What was that something? Who charged you with that duty? Was it really yours to deal with?

Too often we think of responsibility in mundane terms. Some may say that responsibility is shown by getting an assignment done or showing up to an important meeting on time. I would generally agree that doing these mundane activities show responsibility, but only in a mundane sense. The completion of a duty that someone else charges you with is just too simple.

Think about responsibility. It is so much more than just getting things done. It is so much bigger than an assignment or a meeting.

Responsibility is a mentality. Responsibility is a way of life.

You should really be thinking about responsibility as an ideal which you strive for, not a box that you check. Welp, I was responsible today! I made all of my meetings, check! I finished all of my work, check! Guess I don't need to be responsible tomorrow!

See how well that works out.

Responsibility is about taking ownership of what you do, in all situations. Everything you say and everything you do. The things that you are proud of and those which make you feel ashamed. Each one of your successes, as well every single one of your failures and shortcomings. That last one isn't easy, I know.

Responsibility is also seeing things through to completion. If you start a project, you finish it. If you set a meeting, you make it there on time. If you say you will do something, you do it. No ifs, ands, or buts.

Responsibility is completing a duty which you charged yourself with, regardless of that duty.

But when you start thinking this way, day in and day out, responsibility becomes natural. It becomes the way of life you want it to be, ubiquitous and easy to see.
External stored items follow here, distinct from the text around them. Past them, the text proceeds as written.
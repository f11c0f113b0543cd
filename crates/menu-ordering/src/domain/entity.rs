//! Domain Layer - Core Entity Traits
//!
//! Every orderable entity has a unique id and a dense, zero-based `order`
//! among its siblings.

use std::fmt;

use serde::{Deserialize, Serialize};

/// Core trait for all domain entities
pub trait Entity: Sized + Clone {
    /// The type of the entity's unique identifier
    type Id: Clone + Eq + Ord + std::hash::Hash + fmt::Debug;

    /// Returns the entity's unique identifier
    fn id(&self) -> &Self::Id;
}

/// An entity positioned within a sibling collection
pub trait Ordered: Entity {
    fn order(&self) -> u32;

    fn set_order(&mut self, order: u32);
}

macro_rules! string_id {
    ($(#[$meta:meta])* $name:ident) => {
        $(#[$meta])*
        #[derive(Debug, Clone, PartialEq, Eq, PartialOrd, Ord, Hash, Serialize, Deserialize)]
        #[serde(transparent)]
        pub struct $name(String);

        impl $name {
            pub fn new(id: impl Into<String>) -> Self {
                Self(id.into())
            }

            pub fn as_str(&self) -> &str {
                &self.0
            }
        }

        impl fmt::Display for $name {
            fn fmt(&self, f: &mut fmt::Formatter<'_>) -> fmt::Result {
                f.write_str(&self.0)
            }
        }

        impl From<&str> for $name {
            fn from(id: &str) -> Self {
                Self(id.to_string())
            }
        }

        impl From<String> for $name {
            fn from(id: String) -> Self {
                Self(id)
            }
        }
    };
}

string_id!(
    /// Identifier of a menu (the root of one category tree)
    MenuId
);
string_id!(
    /// Identifier of a category, unique within its menu
    CategoryId
);
string_id!(
    /// Identifier of an item, unique within its menu
    ItemId
);

/// `{id, order}` pair: the unit of every draft overlay and save payload
#[derive(Debug, Clone, PartialEq, Eq, Hash, Serialize, Deserialize)]
pub struct OrderEntry<Id> {
    pub id: Id,
    pub order: u32,
}

impl<Id> OrderEntry<Id> {
    pub fn new(id: Id, order: u32) -> Self {
        Self { id, order }
    }
}

impl<Id> Entity for OrderEntry<Id>
where
    Id: Clone + Eq + Ord + std::hash::Hash + fmt::Debug,
{
    type Id = Id;

    fn id(&self) -> &Self::Id {
        &self.id
    }
}

impl<Id> Ordered for OrderEntry<Id>
where
    Id: Clone + Eq + Ord + std::hash::Hash + fmt::Debug,
{
    fn order(&self) -> u32 {
        self.order
    }

    fn set_order(&mut self, order: u32) {
        self.order = order;
    }
}

#[cfg(test)]
mod tests {
    use super::*;

    #[test]
    fn test_ids_serialize_transparently() {
        let id = CategoryId::from("cat-1");
        assert_eq!(serde_json::to_string(&id).unwrap(), "\"cat-1\"");
        assert_eq!(id.to_string(), "cat-1");
    }

    #[test]
    fn test_order_entry_is_ordered() {
        let mut entry = OrderEntry::new(ItemId::from("i1"), 3);
        assert_eq!(entry.id().as_str(), "i1");
        entry.set_order(0);
        assert_eq!(entry.order(), 0);
        assert_eq!(
            serde_json::to_string(&entry).unwrap(),
            r#"{"id":"i1","order":0}"#
        );
    }
}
This is when leadership comes into play.

Being more responsible in your everyday life will make you a better leader.

Regardless of the situation, responsibility will carry over. It will also spread. As more and more people see you taking ownership and seeing things through to completion, they will follow your example. Friends, coworkers, neighbors, and family will appreciate the fact that you actually care enough to do what you say you are going to do.

Leading by example, isn't that the best form of leadership?

Here is a scenario for you to view through your own eyes. You are part of a group which is charged with completing a project in a given amount of time. For simplicity, say your boss has appointed one person to be the "leader", charged with scheduling meetings and holding members accountable to the work they say they will do.

As time goes on, this "leader" is often late to meetings or doesn't show at all. This leader often forgets his duties and brings nothing of value to the meetings. This so-called leader is not being responsible, and the group is suffering. You are no closer to your goal then the day the group was formed.

This appointed leader is not showing leadership because he or she is not being responsible. Why should anyone else show up on time or complete what they said they were going to if the leader doesn't do the same? Change starts with you setting the example of responsibility.

Whether you are in the office, on the assembly line, or at home, being responsible will change you and those around you. It will make life better because it makes life easier. Just imagine how much better your life would be if every person who made a commitment to you, followed through on that commitment.

To end and to drive this point home, we will get a little meta. The next time someone breaks a promise or cancels a meeting, accept it for what it is: a lack of responsibility. Then, when it's your turn to keep a commitment, keep it. Don't be petty by saying "Well they did it to me, why can't I do it to them?". A cancellation for a cancellation makes the whole world uninformed.

Lead by example by taking ownership of your commitments and seeing them through to the end. People will respect your responsibility and return it in kind.